Whenever the word "seen" shows up in a line of the data, copy that line.

━━━━━━━━━━━━━━━━

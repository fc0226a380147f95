use crate::bounds::BoxSide;
use crate::geometry::{Point, Site};

/// One end of an edge while the sweep is running.
#[derive(Clone, Copy, Debug, PartialEq, Default)]
pub enum Endpoint {
    /// Not reached yet; the edge is still traced by a beachline breakpoint.
    #[default]
    Open,
    Fixed(Point),
}

impl Endpoint {
    #[inline]
    pub fn point(self) -> Option<Point> {
        match self {
            Endpoint::Open => None,
            Endpoint::Fixed(p) => Some(p),
        }
    }

    #[inline]
    pub fn is_open(self) -> bool {
        matches!(self, Endpoint::Open)
    }
}

/// Edge under construction.
///
/// `left` and `right` are the two sites the edge separates. Border edges, created when
/// closing cells against the bounding box, have no right site and record the box side
/// instead. `va` is the start point relative to `left`, `vb` the end point.
#[derive(Clone, Debug)]
pub(crate) struct SweepEdge {
    pub left: Site,
    pub right: Option<Site>,
    pub va: Endpoint,
    pub vb: Endpoint,
    pub side: Option<BoxSide>,
}

impl SweepEdge {
    pub fn new(left: Site, right: Site) -> Self {
        SweepEdge {
            left,
            right: Some(right),
            va: Endpoint::Open,
            vb: Endpoint::Open,
            side: None,
        }
    }

    pub fn border(site: Site, va: Point, vb: Point, side: BoxSide) -> Self {
        SweepEdge {
            left: site,
            right: None,
            va: Endpoint::Fixed(va),
            vb: Endpoint::Fixed(vb),
            side: Some(side),
        }
    }

    /// Fixes the start point of the edge as seen from `l_site` looking at `r_site`.
    ///
    /// The first vertex placed on an edge also fixes its orientation: the edge's left
    /// site becomes `l_site`.
    pub fn set_start_point(&mut self, l_site: Site, r_site: Site, vertex: Point) {
        if self.va.is_open() && self.vb.is_open() {
            self.va = Endpoint::Fixed(vertex);
            self.left = l_site;
            self.right = Some(r_site);
        } else if self.left.id == r_site.id {
            self.vb = Endpoint::Fixed(vertex);
        } else {
            self.va = Endpoint::Fixed(vertex);
        }
    }

    pub fn set_end_point(&mut self, l_site: Site, r_site: Site, vertex: Point) {
        self.set_start_point(r_site, l_site, vertex);
    }

    pub fn is_complete(&self) -> bool {
        !self.va.is_open() && !self.vb.is_open()
    }

    /// Drops both endpoints so that every cell prunes its half-edges on this edge.
    pub fn discard(&mut self) {
        self.va = Endpoint::Open;
        self.vb = Endpoint::Open;
    }
}

/// Half-edge under construction: an edge seen from one of its sites.
#[derive(Clone, Copy, Debug)]
pub(crate) struct SweepHalfedge {
    pub edge: usize,
    pub site: Site,
    pub angle: f64,
}

impl SweepHalfedge {
    /// Creates the half-edge of `edge` facing `l_site`.
    ///
    /// The angle sorts half-edges around the site: it is the direction from `l_site` to
    /// `r_site`, or for border edges (no right site) the direction perpendicular to the
    /// segment, which then needs both endpoints.
    pub fn new(edge_id: usize, edge: &SweepEdge, l_site: Site, r_site: Option<Site>) -> Self {
        let angle = match (r_site, edge.va.point(), edge.vb.point()) {
            (Some(r), _, _) => (r.y - l_site.y).atan2(r.x - l_site.x),
            (None, Some(va), Some(vb)) if edge.left.id == l_site.id => (vb.x - va.x).atan2(va.y - vb.y),
            (None, Some(va), Some(vb)) => (va.x - vb.x).atan2(vb.y - va.y),
            (None, _, _) => 0.0,
        };
        SweepHalfedge {
            edge: edge_id,
            site: l_site,
            angle,
        }
    }

    pub fn start_point(&self, edges: &[SweepEdge]) -> Endpoint {
        let edge = &edges[self.edge];
        if edge.left.id == self.site.id { edge.va } else { edge.vb }
    }

    pub fn end_point(&self, edges: &[SweepEdge]) -> Endpoint {
        let edge = &edges[self.edge];
        if edge.left.id == self.site.id { edge.vb } else { edge.va }
    }
}

/// A finished Voronoi edge, clipped to the bounding box.
#[derive(Clone, Debug, PartialEq)]
#[cfg_attr(feature = "serde", derive(serde::Serialize, serde::Deserialize))]
pub struct Edge {
    pub(crate) left: Site,
    pub(crate) right: Option<Site>,
    pub(crate) va: Point,
    pub(crate) vb: Point,
    pub(crate) side: Option<BoxSide>,
}

impl Edge {
    /// The site this edge's start point `va` is relative to.
    pub fn left_site(&self) -> Site {
        self.left
    }

    /// The other site, or `None` for border edges.
    pub fn right_site(&self) -> Option<Site> {
        self.right
    }

    pub fn va(&self) -> Point {
        self.va
    }

    pub fn vb(&self) -> Point {
        self.vb
    }

    /// Side of the bounding box a border edge lies on.
    pub fn border_side(&self) -> Option<BoxSide> {
        self.side
    }

    pub fn is_border(&self) -> bool {
        self.right.is_none()
    }

    pub fn length(&self) -> f64 {
        self.va.distance_sq(self.vb).sqrt()
    }
}

/// One side of an [`Edge`], oriented counterclockwise around its cell's site.
#[derive(Clone, Debug, PartialEq)]
#[cfg_attr(feature = "serde", derive(serde::Serialize, serde::Deserialize))]
pub struct Halfedge {
    pub(crate) edge: usize,
    pub(crate) site: usize,
    pub(crate) neighbor: i32,
    pub(crate) angle: f64,
    pub(crate) start: Point,
    pub(crate) end: Point,
}

impl Halfedge {
    /// Index of the underlying edge in [`crate::Diagram::edges`].
    pub fn edge(&self) -> usize {
        self.edge
    }

    /// ID of the site (and cell) this half-edge bounds.
    pub fn site(&self) -> usize {
        self.site
    }

    /// ID of the site across this half-edge, or a negative `BOX_ID_*` for border edges.
    pub fn neighbor(&self) -> i32 {
        self.neighbor
    }

    pub fn angle(&self) -> f64 {
        self.angle
    }

    pub fn start(&self) -> Point {
        self.start
    }

    pub fn end(&self) -> Point {
        self.end
    }
}

#[cfg(test)]
mod tests {
    use super::*;

    fn site(id: usize, x: f64, y: f64) -> Site {
        Site { id, index: id, x, y }
    }

    #[test]
    fn test_set_start_point_orients_edge() {
        let a = site(0, 0.0, 0.0);
        let b = site(1, 10.0, 0.0);
        let mut edge = SweepEdge::new(a, b);

        // An end point on a fresh edge flips its orientation.
        edge.set_end_point(a, b, Point::new(5.0, 5.0));
        assert_eq!(edge.left.id, 1);
        assert_eq!(edge.va, Endpoint::Fixed(Point::new(5.0, 5.0)));
        assert!(edge.vb.is_open());

        // Start point relative to `a` is the end relative to `b`.
        edge.set_start_point(a, b, Point::new(5.0, -5.0));
        assert_eq!(edge.vb, Endpoint::Fixed(Point::new(5.0, -5.0)));
        assert!(edge.is_complete());
    }

    #[test]
    fn test_halfedge_endpoints_follow_site() {
        let a = site(0, 0.0, 0.0);
        let b = site(1, 10.0, 0.0);
        let mut edge = SweepEdge::new(a, b);
        edge.set_start_point(a, b, Point::new(5.0, -5.0));
        edge.set_end_point(a, b, Point::new(5.0, 5.0));
        let edges = vec![edge];

        let ha = SweepHalfedge::new(0, &edges[0], a, Some(b));
        let hb = SweepHalfedge::new(0, &edges[0], b, Some(a));
        assert_eq!(ha.start_point(&edges), hb.end_point(&edges));
        assert_eq!(ha.end_point(&edges), hb.start_point(&edges));
        assert!((ha.angle - 0.0).abs() < 1e-12);
        assert!((hb.angle - std::f64::consts::PI).abs() < 1e-12);
    }
}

━━━━━━━━━━━━━━━━

__Result of this task__
    /// Fixes the start point of the edge as seen from `l_site` looking at `r_site`.
/// Half-edge under construction: an edge seen from one of its sites.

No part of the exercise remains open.